What you should do: Your result should be every line of the records below that contains the word "entities".

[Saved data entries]
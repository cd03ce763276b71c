//! Nearest-neighbor retrieval over entities that carry an embedding and
//! a processed flag. Generic over the entity and its backing store so
//! the same machinery serves articles and user profiles.

use crate::memory::{MemoryArticleStore, MemoryProfileStore};
use async_trait::async_trait;
use nb_core::{Article, ArticleStore, ProfileStore, Result, UserProfile};
use nb_inference::EmbeddingService;
use serde_json::{json, Value};
use std::marker::PhantomData;
use std::sync::Arc;
use tracing::{debug, info, warn};

#[derive(Debug, Clone, Copy, PartialEq, Eq)]
pub enum DistanceMetric {
    L2,
    Cosine,
    InnerProduct,
}

impl DistanceMetric {
    /// Parse a caller-supplied metric name. Unknown names are a caller
    /// error; the store answers them with an empty, logged result.
    pub fn parse(name: &str) -> Option<Self> {
        match name {
            "l2" => Some(Self::L2),
            "cosine" => Some(Self::Cosine),
            "inner_product" | "ip" => Some(Self::InnerProduct),
            _ => None,
        }
    }
}

#[derive(Debug, Clone)]
pub struct QueryHit {
    pub id: u64,
    pub score: f32,
    pub embedding: Vec<f32>,
    pub text: String,
    pub metadata: Value,
}

/// An entity the vector store can index.
pub trait VectorEntity: Clone + Send + Sync {
    fn vector_id(&self) -> u64;
    fn text(&self) -> String;
    fn embedding(&self) -> Option<&[f32]>;
    fn set_embedding(&mut self, embedding: Vec<f32>);
    fn processed(&self) -> bool;
    fn set_processed(&mut self, processed: bool);
    fn metadata(&self) -> Value;

    /// Equality/overlap filter match on one attribute.
    fn matches_filter(&self, key: &str, value: &Value) -> bool {
        match self.metadata().get(key) {
            Some(Value::Array(items)) => match value {
                Value::Array(wanted) => wanted.iter().any(|w| items.contains(w)),
                single => items.contains(single),
            },
            Some(found) => found == value,
            None => false,
        }
    }
}

impl VectorEntity for Article {
    fn vector_id(&self) -> u64 {
        self.id
    }

    fn text(&self) -> String {
        self.content.clone()
    }

    fn embedding(&self) -> Option<&[f32]> {
        self.embedding.as_deref()
    }

    fn set_embedding(&mut self, embedding: Vec<f32>) {
        self.embedding = Some(embedding);
    }

    fn processed(&self) -> bool {
        self.embedded
    }

    fn set_processed(&mut self, processed: bool) {
        self.embedded = processed;
    }

    fn metadata(&self) -> Value {
        json!({
            "url": self.url,
            "title": self.title,
            "summary": self.summary,
            "source_name": self.source_name,
            "published_at": self.published_at,
            "author": self.author,
            "keywords": self.keywords,
            "categories": self.categories,
        })
    }
}

impl VectorEntity for UserProfile {
    fn vector_id(&self) -> u64 {
        self.user_id
    }

    fn text(&self) -> String {
        self.embedding_text()
    }

    fn embedding(&self) -> Option<&[f32]> {
        self.interest_embedding.as_deref()
    }

    fn set_embedding(&mut self, embedding: Vec<f32>) {
        self.interest_embedding = Some(embedding);
    }

    fn processed(&self) -> bool {
        self.embedded
    }

    fn set_processed(&mut self, processed: bool) {
        self.embedded = processed;
    }

    fn metadata(&self) -> Value {
        json!({
            "user_id": self.user_id,
            "preferred_topics": self.preferred_topics,
            "excluded_topics": self.excluded_topics,
        })
    }
}

/// Backing persistence for one entity type.
#[async_trait]
pub trait VectorEntityStore<E: VectorEntity>: Send + Sync {
    async fn fetch(&self, id: u64) -> Result<Option<E>>;
    async fn save(&self, entity: E) -> Result<bool>;
    async fn all(&self) -> Result<Vec<E>>;
    async fn remove(&self, id: u64) -> Result<bool>;
}

#[async_trait]
impl VectorEntityStore<Article> for MemoryArticleStore {
    async fn fetch(&self, id: u64) -> Result<Option<Article>> {
        ArticleStore::get(self, id).await
    }

    async fn save(&self, entity: Article) -> Result<bool> {
        ArticleStore::update(self, entity).await
    }

    async fn all(&self) -> Result<Vec<Article>> {
        ArticleStore::all(self).await
    }

    async fn remove(&self, id: u64) -> Result<bool> {
        ArticleStore::delete(self, id).await
    }
}

#[async_trait]
impl VectorEntityStore<UserProfile> for MemoryProfileStore {
    async fn fetch(&self, id: u64) -> Result<Option<UserProfile>> {
        ProfileStore::get(self, id).await
    }

    async fn save(&self, entity: UserProfile) -> Result<bool> {
        ProfileStore::upsert(self, entity).await.map(|_| true)
    }

    async fn all(&self) -> Result<Vec<UserProfile>> {
        // Profiles are looked up by id; bulk scans are only needed for
        // article retrieval, so this stays unimplemented until a caller
        // appears.
        Ok(Vec::new())
    }

    async fn remove(&self, _id: u64) -> Result<bool> {
        Ok(false)
    }
}

pub struct VectorStore<E, S> {
    backend: Arc<S>,
    embedder: Arc<EmbeddingService>,
    _entity: PhantomData<E>,
}

impl<E, S> VectorStore<E, S>
where
    E: VectorEntity,
    S: VectorEntityStore<E>,
{
    pub fn new(backend: Arc<S>, embedder: Arc<EmbeddingService>) -> Self {
        Self {
            backend,
            embedder,
            _entity: PhantomData,
        }
    }

    /// Embed `text` and attach it to the entity with `id`. Returns
    /// `false` when the entity is missing or no usable embedding could
    /// be produced; the processed flag is only ever set alongside a
    /// non-empty, nonzero vector.
    pub async fn upsert(&self, id: u64, text: &str) -> Result<bool> {
        let Some(mut entity) = self.backend.fetch(id).await? else {
            warn!(id, "upsert target not found");
            return Ok(false);
        };

        let embedding = self.embedder.embed(text).await;
        if embedding.is_empty() || embedding.iter().all(|x| *x == 0.0) {
            warn!(id, "embedding computation yielded nothing usable");
            return Ok(false);
        }

        let dim = embedding.len();
        entity.set_embedding(embedding);
        entity.set_processed(true);
        self.backend.save(entity).await?;
        info!(id, dim, "stored embedding");
        Ok(true)
    }

    /// Nearest neighbors of a query text or a pre-computed vector.
    /// Exactly one of the two must resolve to a vector; otherwise the
    /// result is empty. Only processed entities with a stored embedding
    /// are eligible.
    pub async fn query(
        &self,
        query_text: Option<&str>,
        query_embedding: Option<Vec<f32>>,
        top_k: usize,
        metric: DistanceMetric,
        filters: &[(String, Value)],
    ) -> Result<Vec<QueryHit>> {
        let query_vec = match query_embedding {
            Some(v) if !v.is_empty() => v,
            _ => match query_text {
                Some(text) => self.embedder.embed(text).await,
                None => {
                    warn!("query needs either text or an embedding");
                    return Ok(Vec::new());
                }
            },
        };
        if query_vec.is_empty() {
            warn!("query embedding is empty, returning no hits");
            return Ok(Vec::new());
        }

        let mut hits: Vec<QueryHit> = Vec::new();
        for entity in self.backend.all().await? {
            if !entity.processed() {
                continue;
            }
            let Some(embedding) = entity.embedding() else {
                continue;
            };
            if !filters
                .iter()
                .all(|(key, value)| entity.matches_filter(key, value))
            {
                continue;
            }
            let score = match metric {
                DistanceMetric::L2 => l2_distance(&query_vec, embedding),
                DistanceMetric::Cosine => 1.0 - cosine_similarity(&query_vec, embedding),
                DistanceMetric::InnerProduct => inner_product(&query_vec, embedding),
            };
            hits.push(QueryHit {
                id: entity.vector_id(),
                score,
                embedding: embedding.to_vec(),
                text: entity.text(),
                metadata: entity.metadata(),
            });
        }

        match metric {
            // Distances rank ascending, inner product descending.
            DistanceMetric::L2 | DistanceMetric::Cosine => {
                hits.sort_by(|a, b| a.score.total_cmp(&b.score))
            }
            DistanceMetric::InnerProduct => hits.sort_by(|a, b| b.score.total_cmp(&a.score)),
        }
        hits.truncate(top_k);
        debug!(hits = hits.len(), ?metric, "vector query complete");
        Ok(hits)
    }

    /// String-metric variant of [`query`]; an unrecognized metric name
    /// logs an error and returns no hits.
    pub async fn query_with_metric_name(
        &self,
        query_text: Option<&str>,
        query_embedding: Option<Vec<f32>>,
        top_k: usize,
        metric: &str,
        filters: &[(String, Value)],
    ) -> Result<Vec<QueryHit>> {
        match DistanceMetric::parse(metric) {
            Some(metric) => {
                self.query(query_text, query_embedding, top_k, metric, filters)
                    .await
            }
            None => {
                warn!(metric, "unsupported distance metric");
                Ok(Vec::new())
            }
        }
    }

    pub async fn get_embedding(&self, id: u64) -> Result<Option<Vec<f32>>> {
        Ok(self
            .backend
            .fetch(id)
            .await?
            .and_then(|e| e.embedding().map(|v| v.to_vec())))
    }

    pub async fn delete(&self, id: u64) -> Result<bool> {
        self.backend.remove(id).await
    }
}

pub fn cosine_similarity(a: &[f32], b: &[f32]) -> f32 {
    if a.len() != b.len() || a.is_empty() {
        return 0.0;
    }
    let dot: f32 = a.iter().zip(b).map(|(x, y)| x * y).sum();
    let norm_a = a.iter().map(|x| x * x).sum::<f32>().sqrt();
    let norm_b = b.iter().map(|x| x * x).sum::<f32>().sqrt();
    if norm_a == 0.0 || norm_b == 0.0 {
        return 0.0;
    }
    dot / (norm_a * norm_b)
}

fn l2_distance(a: &[f32], b: &[f32]) -> f32 {
    a.iter()
        .zip(b)
        .map(|(x, y)| (x - y) * (x - y))
        .sum::<f32>()
        .sqrt()
}

fn inner_product(a: &[f32], b: &[f32]) -> f32 {
    a.iter().zip(b).map(|(x, y)| x * y).sum()
}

Exercise answer:
//! Nearest-neighbor retrieval over entities that carry an embedding and
    /// result is empty. Only processed entities with a stored embedding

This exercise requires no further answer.